- _ENTRIES SHOWN_:
use std::{fs, path::Path};

use anyhow::{Context, Result, bail};
use serde::Deserialize;
use slicerd_controller::{Controller, Event, FlowRemoved, LogLink, PacketIn, RemovalReason};
use slicerd_openflow::{MacAddr, Match, NO_BUFFER, VLAN_PRESENT};
use slicerd_rest::{Api, parse_dpid};

/// One step of a scenario file. A scenario is a JSON array of steps, e.g.
///
/// ```json
/// [
///   {"enter": {"dpid": "00000000000000ab", "ports": [1, 2, 3]}},
///   {"post": {"dpid": "00000000000000ab",
///             "body": {"slices": [[{"circuit": [1]}, {"circuit": [2]}]]}}},
///   {"packet-in": {"dpid": "00000000000000ab", "table": 0, "in-port": 1,
///                  "src": "0a:00:00:00:00:01", "dst": "ff:ff:ff:ff:ff:ff"}},
///   {"get": {"dpid": "00000000000000ab"}}
/// ]
/// ```
#[derive(Debug, Deserialize)]
#[serde(rename_all = "kebab-case", rename_all_fields = "kebab-case")]
enum Step {
    Enter {
        dpid: String,
        ports: Vec<u32>,
    },
    Leave {
        dpid: String,
    },
    PortUp {
        dpid: String,
        port: u32,
    },
    PortDown {
        dpid: String,
        port: u32,
    },
    PacketIn {
        dpid: String,
        table: u8,
        in_port: u32,
        metadata: Option<u64>,
        vlan: Option<u16>,
        src: String,
        dst: String,
    },
    FlowRemoved {
        dpid: String,
        table: u8,
        in_port: u32,
        metadata: Option<u64>,
        vlan: Option<u16>,
        src: String,
    },
    Post {
        dpid: String,
        body: serde_json::Value,
    },
    Get {
        dpid: String,
    },
}

pub async fn run(path: &Path, idle_timeout: u16) -> Result<()> {
    let text = fs::read_to_string(path)
        .with_context(|| format!("failed to read scenario '{}'", path.display()))?;
    let steps: Vec<Step> = serde_json::from_str(&text)
        .with_context(|| format!("failed to parse scenario '{}'", path.display()))?;

    let controller = Controller::new().with_idle_timeout(idle_timeout);
    let api = Api::new(controller.clone());

    for step in steps {
        match step {
            Step::Enter { dpid, ports } => {
                let dpid = dpid_of(&dpid)?;
                controller.dispatch(
                    dpid,
                    Event::DatapathEnter {
                        ports,
                        link: Box::new(LogLink { dpid }),
                    },
                );
                fence(&controller, dpid).await;
            }
            Step::Leave { dpid } => {
                let dpid = dpid_of(&dpid)?;
                controller.dispatch(dpid, Event::DatapathLeave);
                fence(&controller, dpid).await;
            }
            Step::PortUp { dpid, port } => {
                let dpid = dpid_of(&dpid)?;
                controller.dispatch(dpid, Event::PortAdded(port));
                fence(&controller, dpid).await;
            }
            Step::PortDown { dpid, port } => {
                let dpid = dpid_of(&dpid)?;
                controller.dispatch(dpid, Event::PortRemoved(port));
                fence(&controller, dpid).await;
            }
            Step::PacketIn {
                dpid,
                table,
                in_port,
                metadata,
                vlan,
                src,
                dst,
            } => {
                let dpid = dpid_of(&dpid)?;
                let src: MacAddr = src.parse()?;
                let dst: MacAddr = dst.parse()?;
                controller.dispatch(
                    dpid,
                    Event::PacketIn(PacketIn {
                        table,
                        matcher: matcher(in_port, metadata, vlan),
                        buffer_id: NO_BUFFER,
                        data: frame(dst, src),
                    }),
                );
                fence(&controller, dpid).await;
            }
            Step::FlowRemoved {
                dpid,
                table,
                in_port,
                metadata,
                vlan,
                src,
            } => {
                let dpid = dpid_of(&dpid)?;
                let src: MacAddr = src.parse()?;
                controller.dispatch(
                    dpid,
                    Event::FlowRemoved(FlowRemoved {
                        table,
                        matcher: matcher(in_port, metadata, vlan).with_eth_src(src),
                        reason: RemovalReason::IdleTimeout,
                    }),
                );
                fence(&controller, dpid).await;
            }
            Step::Post { dpid, body } => {
                let dpid = dpid_of(&dpid)?;
                let response = api.apply(dpid, &body.to_string()).await;
                println!("POST {:016x} -> {}", dpid, response.status.code());
                print!("{}", response.body);
            }
            Step::Get { dpid } => {
                let dpid = dpid_of(&dpid)?;
                let response = api.get_config(dpid).await;
                println!("GET {:016x} -> {}", dpid, response.status.code());
                print!("{}", response.body);
            }
        }
    }
    Ok(())
}

fn dpid_of(text: &str) -> Result<u64> {
    match parse_dpid(text) {
        Some(dpid) => Ok(dpid),
        None => bail!("'{text}' is not a 16-hex-digit dpid"),
    }
}

fn matcher(in_port: u32, metadata: Option<u64>, vlan: Option<u16>) -> Match {
    let mut m = Match::in_port(in_port);
    m.metadata = metadata;
    m.vlan_vid = vlan.map(|v| VLAN_PRESENT | v);
    m
}

/// A 64-byte frame carrying just the two addresses; the engine reads
/// nothing past them.
fn frame(dst: MacAddr, src: MacAddr) -> Vec<u8> {
    let mut data = vec![0u8; 64];
    data[0..6].copy_from_slice(&dst.octets());
    data[6..12].copy_from_slice(&src.octets());
    data
}

/// Wait for the switch's queue to drain so the narrated wire traffic stays
/// in step order.
async fn fence(controller: &Controller, dpid: u64) {
    let _ = controller.get_config(dpid).await;
}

- _TASK DETAILS_:
Report every line of the records that contains the word "display".

- _EXERCISE RESULT_:
        .with_context(|| format!("failed to read scenario '{}'", path.display()))?;
        .with_context(|| format!("failed to parse scenario '{}'", path.display()))?;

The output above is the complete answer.